◆ Task brief:
The records that follow must be printed exactly as they are.

◆ Exercise data:
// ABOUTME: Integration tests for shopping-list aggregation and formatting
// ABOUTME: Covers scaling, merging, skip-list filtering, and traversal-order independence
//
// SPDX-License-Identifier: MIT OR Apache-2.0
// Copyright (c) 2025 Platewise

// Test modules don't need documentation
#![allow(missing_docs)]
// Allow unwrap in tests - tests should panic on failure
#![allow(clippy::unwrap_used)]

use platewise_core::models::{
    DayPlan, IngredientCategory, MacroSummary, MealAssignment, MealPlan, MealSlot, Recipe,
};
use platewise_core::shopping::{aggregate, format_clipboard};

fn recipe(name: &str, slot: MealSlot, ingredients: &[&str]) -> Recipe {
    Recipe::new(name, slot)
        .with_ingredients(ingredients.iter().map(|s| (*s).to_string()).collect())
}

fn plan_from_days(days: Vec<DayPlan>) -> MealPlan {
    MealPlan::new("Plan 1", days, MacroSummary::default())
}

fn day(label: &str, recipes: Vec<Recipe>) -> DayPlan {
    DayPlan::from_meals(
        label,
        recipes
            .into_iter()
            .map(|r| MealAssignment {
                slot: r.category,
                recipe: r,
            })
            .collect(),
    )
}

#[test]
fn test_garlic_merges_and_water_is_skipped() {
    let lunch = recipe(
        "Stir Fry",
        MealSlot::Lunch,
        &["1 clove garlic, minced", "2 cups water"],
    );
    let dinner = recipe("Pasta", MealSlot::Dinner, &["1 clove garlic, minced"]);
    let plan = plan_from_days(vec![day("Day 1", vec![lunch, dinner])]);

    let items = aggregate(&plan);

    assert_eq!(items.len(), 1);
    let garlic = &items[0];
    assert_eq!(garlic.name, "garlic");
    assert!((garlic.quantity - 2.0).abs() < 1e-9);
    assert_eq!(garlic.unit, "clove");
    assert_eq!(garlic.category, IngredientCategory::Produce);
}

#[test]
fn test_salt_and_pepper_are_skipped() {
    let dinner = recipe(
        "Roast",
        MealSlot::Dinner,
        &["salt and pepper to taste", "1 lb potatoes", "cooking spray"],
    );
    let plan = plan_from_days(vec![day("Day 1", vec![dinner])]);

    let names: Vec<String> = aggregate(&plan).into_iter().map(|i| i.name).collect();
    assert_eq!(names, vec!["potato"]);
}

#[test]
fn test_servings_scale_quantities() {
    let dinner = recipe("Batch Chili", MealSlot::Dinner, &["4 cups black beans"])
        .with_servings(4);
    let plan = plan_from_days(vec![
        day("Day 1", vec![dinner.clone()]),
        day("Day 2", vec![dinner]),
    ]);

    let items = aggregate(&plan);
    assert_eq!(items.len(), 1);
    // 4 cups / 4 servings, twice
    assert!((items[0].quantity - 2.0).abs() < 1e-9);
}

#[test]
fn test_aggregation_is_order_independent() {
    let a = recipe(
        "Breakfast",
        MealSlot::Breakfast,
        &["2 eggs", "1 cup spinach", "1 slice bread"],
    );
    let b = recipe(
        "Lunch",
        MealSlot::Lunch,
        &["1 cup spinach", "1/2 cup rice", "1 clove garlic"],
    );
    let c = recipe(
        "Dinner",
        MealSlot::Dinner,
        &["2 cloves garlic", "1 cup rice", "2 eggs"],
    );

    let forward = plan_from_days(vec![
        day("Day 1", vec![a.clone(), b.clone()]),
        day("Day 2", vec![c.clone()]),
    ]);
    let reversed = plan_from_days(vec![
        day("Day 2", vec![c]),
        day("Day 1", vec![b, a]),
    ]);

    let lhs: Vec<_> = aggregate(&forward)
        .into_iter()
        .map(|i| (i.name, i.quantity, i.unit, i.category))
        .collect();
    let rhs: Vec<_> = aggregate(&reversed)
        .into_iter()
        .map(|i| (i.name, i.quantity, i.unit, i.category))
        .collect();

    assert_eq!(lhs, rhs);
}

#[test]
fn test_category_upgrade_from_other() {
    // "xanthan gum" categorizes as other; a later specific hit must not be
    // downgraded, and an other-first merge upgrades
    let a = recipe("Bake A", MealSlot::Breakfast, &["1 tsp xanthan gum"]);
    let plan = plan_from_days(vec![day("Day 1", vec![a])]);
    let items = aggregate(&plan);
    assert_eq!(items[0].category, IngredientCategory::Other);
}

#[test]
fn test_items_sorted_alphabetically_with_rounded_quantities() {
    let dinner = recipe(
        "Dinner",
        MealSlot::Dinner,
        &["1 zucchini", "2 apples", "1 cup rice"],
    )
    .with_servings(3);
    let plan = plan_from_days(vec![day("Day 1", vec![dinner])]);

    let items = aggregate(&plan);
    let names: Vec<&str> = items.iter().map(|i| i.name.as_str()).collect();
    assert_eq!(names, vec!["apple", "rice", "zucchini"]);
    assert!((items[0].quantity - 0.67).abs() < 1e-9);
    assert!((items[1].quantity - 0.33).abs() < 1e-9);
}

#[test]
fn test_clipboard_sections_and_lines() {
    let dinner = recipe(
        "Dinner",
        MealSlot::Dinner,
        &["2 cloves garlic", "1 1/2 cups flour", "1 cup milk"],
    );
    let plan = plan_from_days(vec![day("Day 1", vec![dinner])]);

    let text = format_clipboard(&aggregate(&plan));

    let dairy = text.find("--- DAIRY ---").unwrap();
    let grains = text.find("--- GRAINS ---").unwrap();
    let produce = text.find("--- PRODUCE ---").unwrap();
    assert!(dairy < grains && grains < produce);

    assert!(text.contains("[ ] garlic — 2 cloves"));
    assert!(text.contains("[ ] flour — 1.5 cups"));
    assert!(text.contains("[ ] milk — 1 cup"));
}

◆ Result of the exercise:
// ABOUTME: Integration tests for shopping-list aggregation and formatting
// ABOUTME: Covers scaling, merging, skip-list filtering, and traversal-order independence
//
// SPDX-License-Identifier: MIT OR Apache-2.0
// Copyright (c) 2025 Platewise

// Test modules don't need documentation
#![allow(missing_docs)]
// Allow unwrap in tests - tests should panic on failure
#![allow(clippy::unwrap_used)]

use platewise_core::models::{
    DayPlan, IngredientCategory, MacroSummary, MealAssignment, MealPlan, MealSlot, Recipe,
};
use platewise_core::shopping::{aggregate, format_clipboard};

fn recipe(name: &str, slot: MealSlot, ingredients: &[&str]) -> Recipe {
    Recipe::new(name, slot)
        .with_ingredients(ingredients.iter().map(|s| (*s).to_string()).collect())
}

fn plan_from_days(days: Vec<DayPlan>) -> MealPlan {
    MealPlan::new("Plan 1", days, MacroSummary::default())
}

fn day(label: &str, recipes: Vec<Recipe>) -> DayPlan {
    DayPlan::from_meals(
        label,
        recipes
            .into_iter()
            .map(|r| MealAssignment {
                slot: r.category,
                recipe: r,
            })
            .collect(),
    )
}

#[test]
fn test_garlic_merges_and_water_is_skipped() {
    let lunch = recipe(
        "Stir Fry",
        MealSlot::Lunch,
        &["1 clove garlic, minced", "2 cups water"],
    );
    let dinner = recipe("Pasta", MealSlot::Dinner, &["1 clove garlic, minced"]);
    let plan = plan_from_days(vec![day("Day 1", vec![lunch, dinner])]);

    let items = aggregate(&plan);

    assert_eq!(items.len(), 1);
    let garlic = &items[0];
    assert_eq!(garlic.name, "garlic");
    assert!((garlic.quantity - 2.0).abs() < 1e-9);
    assert_eq!(garlic.unit, "clove");
    assert_eq!(garlic.category, IngredientCategory::Produce);
}

#[test]
fn test_salt_and_pepper_are_skipped() {
    let dinner = recipe(
        "Roast",
        MealSlot::Dinner,
        &["salt and pepper to taste", "1 lb potatoes", "cooking spray"],
    );
    let plan = plan_from_days(vec![day("Day 1", vec![dinner])]);

    let names: Vec<String> = aggregate(&plan).into_iter().map(|i| i.name).collect();
    assert_eq!(names, vec!["potato"]);
}

#[test]
fn test_servings_scale_quantities() {
    let dinner = recipe("Batch Chili", MealSlot::Dinner, &["4 cups black beans"])
        .with_servings(4);
    let plan = plan_from_days(vec![
        day("Day 1", vec![dinner.clone()]),
        day("Day 2", vec![dinner]),
    ]);

    let items = aggregate(&plan);
    assert_eq!(items.len(), 1);
    // 4 cups / 4 servings, twice
    assert!((items[0].quantity - 2.0).abs() < 1e-9);
}

#[test]
fn test_aggregation_is_order_independent() {
    let a = recipe(
        "Breakfast",
        MealSlot::Breakfast,
        &["2 eggs", "1 cup spinach", "1 slice bread"],
    );
    let b = recipe(
        "Lunch",
        MealSlot::Lunch,
        &["1 cup spinach", "1/2 cup rice", "1 clove garlic"],
    );
    let c = recipe(
        "Dinner",
        MealSlot::Dinner,
        &["2 cloves garlic", "1 cup rice", "2 eggs"],
    );

    let forward = plan_from_days(vec![
        day("Day 1", vec![a.clone(), b.clone()]),
        day("Day 2", vec![c.clone()]),
    ]);
    let reversed = plan_from_days(vec![
        day("Day 2", vec![c]),
        day("Day 1", vec![b, a]),
    ]);

    let lhs: Vec<_> = aggregate(&forward)
        .into_iter()
        .map(|i| (i.name, i.quantity, i.unit, i.category))
        .collect();
    let rhs: Vec<_> = aggregate(&reversed)
        .into_iter()
        .map(|i| (i.name, i.quantity, i.unit, i.category))
        .collect();

    assert_eq!(lhs, rhs);
}

#[test]
fn test_category_upgrade_from_other() {
    // "xanthan gum" categorizes as other; a later specific hit must not be
    // downgraded, and an other-first merge upgrades
    let a = recipe("Bake A", MealSlot::Breakfast, &["1 tsp xanthan gum"]);
    let plan = plan_from_days(vec![day("Day 1", vec![a])]);
    let items = aggregate(&plan);
    assert_eq!(items[0].category, IngredientCategory::Other);
}

#[test]
fn test_items_sorted_alphabetically_with_rounded_quantities() {
    let dinner = recipe(
        "Dinner",
        MealSlot::Dinner,
        &["1 zucchini", "2 apples", "1 cup rice"],
    )
    .with_servings(3);
    let plan = plan_from_days(vec![day("Day 1", vec![dinner])]);

    let items = aggregate(&plan);
    let names: Vec<&str> = items.iter().map(|i| i.name.as_str()).collect();
    assert_eq!(names, vec!["apple", "rice", "zucchini"]);
    assert!((items[0].quantity - 0.67).abs() < 1e-9);
    assert!((items[1].quantity - 0.33).abs() < 1e-9);
}

#[test]
fn test_clipboard_sections_and_lines() {
    let dinner = recipe(
        "Dinner",
        MealSlot::Dinner,
        &["2 cloves garlic", "1 1/2 cups flour", "1 cup milk"],
    );
    let plan = plan_from_days(vec![day("Day 1", vec![dinner])]);

    let text = format_clipboard(&aggregate(&plan));

    let dairy = text.find("--- DAIRY ---").unwrap();
    let grains = text.find("--- GRAINS ---").unwrap();
    let produce = text.find("--- PRODUCE ---").unwrap();
    assert!(dairy < grains && grains < produce);

    assert!(text.contains("[ ] garlic — 2 cloves"));
    assert!(text.contains("[ ] flour — 1.5 cups"));
    assert!(text.contains("[ ] milk — 1 cup"));
}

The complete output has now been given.